Zum Abschluss des Tages und zur Feier der am Ende mit Bravour gemeisterten Carretera Austral gehen wir alle drei zusammen noch schön in einem chilenischen Steakhouse essen. So ein richtig gutes Steak mit einem hervorragend chilenischen Rotwein – einfach ein Traum!

2 thoughts on “Eine Busfahrt mit Zwischenfall”

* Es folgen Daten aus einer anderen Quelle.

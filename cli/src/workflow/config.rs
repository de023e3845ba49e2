use anyhow::Context;
use serde::{Deserialize, Serialize};
use std::fs;
use std::path::{Path, PathBuf};

#[derive(Clone, Debug, Serialize, Deserialize)]
#[serde(default)]
pub struct WorkflowConfig {
    pub source_directory: PathBuf,
    pub output_directory: PathBuf,
    /// Fixed seed for a reproducible shift; entropy when absent.
    pub seed: Option<u64>,
    pub kml_path: PathBuf,
    pub document_name: String,
    pub exiftool: String,
    /// Produce the KML and report but leave image metadata alone.
    pub dry_run: bool,
}

impl Default for WorkflowConfig {
    fn default() -> Self {
        Self {
            source_directory: PathBuf::from("images/source"),
            output_directory: PathBuf::from("images/output"),
            seed: None,
            kml_path: PathBuf::from("tmpkml.kml"),
            document_name: "TempKML".to_string(),
            exiftool: "exiftool".to_string(),
            dry_run: false,
        }
    }
}

impl WorkflowConfig {
    pub fn load<P: AsRef<Path>>(path: P) -> anyhow::Result<Self> {
        let path_ref = path.as_ref();
        let contents = fs::read_to_string(path_ref)
            .with_context(|| format!("reading workflow config {}", path_ref.display()))?;
        let config: WorkflowConfig = serde_yaml::from_str(&contents)
            .with_context(|| format!("parsing workflow config {}", path_ref.display()))?;
        Ok(config)
    }

    pub fn from_args(source_directory: PathBuf, output_directory: PathBuf, seed: Option<u64>) -> Self {
        Self {
            source_directory,
            output_directory,
            seed,
            ..Default::default()
        }
    }

    pub fn validate(&self) -> anyhow::Result<()> {
        if !self.source_directory.is_dir() {
            anyhow::bail!(
                "source directory {} does not exist",
                self.source_directory.display()
            );
        }
        if self.source_directory == self.output_directory {
            anyhow::bail!("output directory must differ from the source directory");
        }
        Ok(())
    }
}
use crate::projection::{UtmCoordinate, UtmZone};
use crate::records::{GeoRecord, RecordStore};

pub(crate) fn utm_record(id: &str, zone: u8, letter: char, easting: f64, altitude: f64) -> GeoRecord {
    let utm = UtmCoordinate {
        zone: UtmZone::new(zone, letter).unwrap(),
        easting,
        northing: 4_500_000.0,
    };
    GeoRecord::from_utm(id, id, utm, altitude).unwrap()
}

pub(crate) fn utm_record_at(id: &str, easting: f64, northing: f64, altitude: f64) -> GeoRecord {
    let utm = UtmCoordinate {
        zone: UtmZone::new(33, 'N').unwrap(),
        easting,
        northing,
    };
    GeoRecord::from_utm(id, id, utm, altitude).unwrap()
}

/// Three records in zone 17N spread 1 km either side of the central meridian.
pub(crate) fn scenario_store() -> RecordStore {
    let zone = UtmZone::new(17, 'N').unwrap();
    [
        ("a.jpg", 499_000.0, 4_500_000.0, 10.0),
        ("b.jpg", 500_000.0, 4_500_100.0, 30.0),
        ("c.jpg", 501_000.0, 4_500_050.0, 20.0),
    ]
    .into_iter()
    .map(|(id, easting, northing, altitude)| {
        let utm = UtmCoordinate {
            zone,
            easting,
            northing,
        };
        GeoRecord::from_utm(id, id, utm, altitude).unwrap()
    })
    .collect()
}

  1. Frage: Wie kann in Südamerika ein Bus ohne Hupe fahren? Das war doch wohl ein Totalschaden, wenn die Hupe fehlt! Oder hat der Busfahrer die Fahrtzeit trotz Unfall eingehalten, da er nach dem Unfall nicht ständig die Hupe betätigen mußte und sich so mehr auf das Gaspedal konzentrieren konnte?!
    Gruß Paps

    1. Im Vergleich zu Ecuador oder auch Peru und Bolivien ist der Verkehr hier regelrecht zivilisiert. Gehupt wird für südamerikanische Verhältnisse relativ wenig und noch viel krasser: Die Autos halten an Zebrastreifen und häufig sogar einfach so für Fußgänger, die die Straße überqueren wollen. Vor allem letzteres hat mich anfangs regelrecht irritiert!